━━ Data listing ━━
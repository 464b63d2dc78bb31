//! Keyword-driven question answering over a table.
//!
//! Not natural-language understanding: the lower-cased question is checked
//! against [`RULES`] in order and the first keyword it contains picks the
//! answer. Same table and question always give the same text.

use polars::prelude::*;
use serde::{Deserialize, Serialize};

use crate::utils::is_numeric_dtype;

/// Answer returned when no keyword matches.
pub const FALLBACK_ANSWER: &str =
    "Sorry, I can only answer questions about rows, columns, missing values, and column means.";

/// What a question is about.
#[derive(Debug, Clone, Copy, PartialEq, Eq, Serialize, Deserialize)]
#[serde(rename_all = "snake_case")]
pub enum QueryTopic {
    RowCount,
    ColumnCount,
    MissingTotal,
    ColumnMeans,
    Unsupported,
}

/// Keyword rules, first match wins.
pub const RULES: &[(&str, QueryTopic)] = &[
    ("row", QueryTopic::RowCount),
    ("column", QueryTopic::ColumnCount),
    ("missing", QueryTopic::MissingTotal),
    ("mean", QueryTopic::ColumnMeans),
];

impl QueryTopic {
    /// Classify a question by the first rule whose keyword it contains.
    pub fn classify(question: &str) -> Self {
        let lower = question.to_lowercase();
        RULES
            .iter()
            .find(|(keyword, _)| lower.contains(keyword))
            .map_or(Self::Unsupported, |(_, topic)| *topic)
    }
}

/// Answer `question` about `df`.
pub fn answer(df: &DataFrame, question: &str) -> String {
    match QueryTopic::classify(question) {
        QueryTopic::RowCount => format!("The dataset has {} rows.", df.height()),
        QueryTopic::ColumnCount => {
            let names: Vec<&str> = df.get_columns().iter().map(|c| c.name().as_str()).collect();
            format!("The dataset has {} columns: {}.", df.width(), names.join(", "))
        }
        QueryTopic::MissingTotal => {
            let total: usize = df.get_columns().iter().map(|c| c.null_count()).sum();
            format!("Missing values in total: {}.", total)
        }
        QueryTopic::ColumnMeans => column_means(df),
        QueryTopic::Unsupported => FALLBACK_ANSWER.to_string(),
    }
}

fn column_means(df: &DataFrame) -> String {
    let means: Vec<String> = df
        .get_columns()
        .iter()
        .filter(|c| is_numeric_dtype(c.dtype()))
        .map(|c| match c.as_materialized_series().mean() {
            Some(mean) => format!("{}: {:.2}", c.name(), mean),
            None => format!("{}: n/a", c.name()),
        })
        .collect();

    if means.is_empty() {
        "The dataset has no numeric columns.".to_string()
    } else {
        format!("Column means: {}", means.join(", "))
    }
}
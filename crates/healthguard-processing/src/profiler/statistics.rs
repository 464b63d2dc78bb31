//! Descriptive statistics for single columns.

use std::cmp::Reverse;
use std::collections::HashMap;

use polars::prelude::*;

use crate::error::Result;
use crate::types::ColumnStatistics;

/// count/mean/std/min/quartiles/max over the non-missing values of a numeric column.
///
/// `std` is the sample standard deviation (n-1) and is `None` with fewer
/// than two values. Every statistic except `count` is `None` for an empty
/// column.
pub(crate) fn numeric_statistics(series: &Series) -> Result<ColumnStatistics> {
    let casted = series.cast(&DataType::Float64)?;
    let values: Vec<f64> = casted
        .f64()?
        .into_iter()
        .flatten()
        .filter(|v| !v.is_nan())
        .collect();

    let n = values.len();
    if n == 0 {
        return Ok(ColumnStatistics::Numeric {
            count: 0,
            mean: None,
            std: None,
            min: None,
            p25: None,
            p50: None,
            p75: None,
            max: None,
        });
    }

    let mut sorted = values.clone();
    sorted.sort_by(|a, b| a.total_cmp(b));

    let mean = values.iter().sum::<f64>() / n as f64;
    let std = (n > 1).then(|| {
        let variance = values.iter().map(|v| (v - mean).powi(2)).sum::<f64>() / (n as f64 - 1.0);
        variance.sqrt()
    });

    Ok(ColumnStatistics::Numeric {
        count: n,
        mean: Some(mean),
        std,
        min: sorted.first().copied(),
        p25: quantile_sorted(&sorted, 0.25),
        p50: quantile_sorted(&sorted, 0.5),
        p75: quantile_sorted(&sorted, 0.75),
        max: sorted.last().copied(),
    })
}

/// count/unique/top/freq over the non-missing values of a text or boolean column.
///
/// When several values share the highest frequency, the one appearing
/// first in the column wins.
pub(crate) fn categorical_statistics(series: &Series) -> Result<ColumnStatistics> {
    let as_text = series.cast(&DataType::String)?;
    let ca = as_text.str()?;

    // value -> (frequency, first position)
    let mut counts: HashMap<&str, (usize, usize)> = HashMap::new();
    let mut count = 0usize;
    for (idx, value) in ca.into_iter().enumerate() {
        if let Some(v) = value {
            count += 1;
            counts.entry(v).or_insert((0, idx)).0 += 1;
        }
    }

    let top = counts
        .iter()
        .max_by_key(|(_, (freq, first))| (*freq, Reverse(*first)))
        .map(|(value, (freq, _))| (value.to_string(), *freq));

    Ok(ColumnStatistics::Categorical {
        count,
        unique: counts.len(),
        top: top.as_ref().map(|(value, _)| value.clone()),
        freq: top.map(|(_, freq)| freq),
    })
}

/// Quantile of pre-sorted values with linear interpolation between the
/// closest ranks.
pub(crate) fn quantile_sorted(values: &[f64], quantile: f64) -> Option<f64> {
    if values.is_empty() {
        return None;
    }
    let pos = quantile.clamp(0.0, 1.0) * (values.len() as f64 - 1.0);
    let lower = pos.floor() as usize;
    let upper = pos.ceil() as usize;
    if lower == upper {
        return Some(values[lower]);
    }
    let weight = pos - lower as f64;
    Some(values[lower] + (values[upper] - values[lower]) * weight)
}

#[cfg(test)]
mod tests {
    use super::*;

    #[test]
    fn test_quantile_sorted_interpolates() {
        let values = [1.0, 2.0, 3.0, 4.0];
        assert_eq!(quantile_sorted(&values, 0.25), Some(1.75));
        assert_eq!(quantile_sorted(&values, 0.5), Some(2.5));
        assert_eq!(quantile_sorted(&values, 0.75), Some(3.25));
        assert_eq!(quantile_sorted(&[], 0.5), None);
    }

    #[test]
    fn test_numeric_statistics() {
        let series = Series::new("Glucose".into(), &[Some(85.0), Some(80.0), None, Some(90.0), Some(85.0)]);
        let stats = numeric_statistics(&series).unwrap();

        let ColumnStatistics::Numeric { count, mean, std, min, p50, max, .. } = stats else {
            panic!("expected numeric statistics");
        };
        assert_eq!(count, 4);
        assert_eq!(mean, Some(85.0));
        // sample std of [80, 85, 85, 90]
        let expected = (50.0f64 / 3.0).sqrt();
        assert!((std.unwrap() - expected).abs() < 1e-12);
        assert_eq!(min, Some(80.0));
        assert_eq!(p50, Some(85.0));
        assert_eq!(max, Some(90.0));
    }

    #[test]
    fn test_numeric_statistics_single_value_has_no_std() {
        let series = Series::new("x".into(), &[7i64]);
        let stats = numeric_statistics(&series).unwrap();
        assert!(matches!(stats, ColumnStatistics::Numeric { count: 1, std: None, .. }));
    }

    #[test]
    fn test_numeric_statistics_empty_column() {
        let series = Series::new("x".into(), &[None::<f64>, None]);
        let stats = numeric_statistics(&series).unwrap();
        assert_eq!(stats.count(), 0);
        assert_eq!(stats.mean(), None);
    }

    #[test]
    fn test_categorical_statistics_tie_breaks_by_first_appearance() {
        let series = Series::new("Name".into(), &[Some("Bob"), Some("Ann"), None, Some("Ann"), Some("Bob")]);
        let stats = categorical_statistics(&series).unwrap();
        assert_eq!(
            stats,
            ColumnStatistics::Categorical {
                count: 4,
                unique: 2,
                top: Some("Bob".to_string()),
                freq: Some(2),
            }
        );
    }

    #[test]
    fn test_categorical_statistics_boolean() {
        let series = Series::new("Smoker".into(), &[true, false, false]);
        let stats = categorical_statistics(&series).unwrap();
        assert_eq!(
            stats,
            ColumnStatistics::Categorical {
                count: 3,
                unique: 2,
                top: Some("false".to_string()),
                freq: Some(2),
            }
        );
    }

    #[test]
    fn test_categorical_statistics_empty_column() {
        let series = Series::new("Name".into(), &[None::<&str>]);
        let stats = categorical_statistics(&series).unwrap();
        assert_eq!(
            stats,
            ColumnStatistics::Categorical { count: 0, unique: 0, top: None, freq: None }
        );
    }
}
━━━
• _What is expected_: Each line in the listing where the word "const" is found is to be copied.

• _Your response_:
pub const FALLBACK_ANSWER: &str =
pub const RULES: &[(&str, QueryTopic)] = &[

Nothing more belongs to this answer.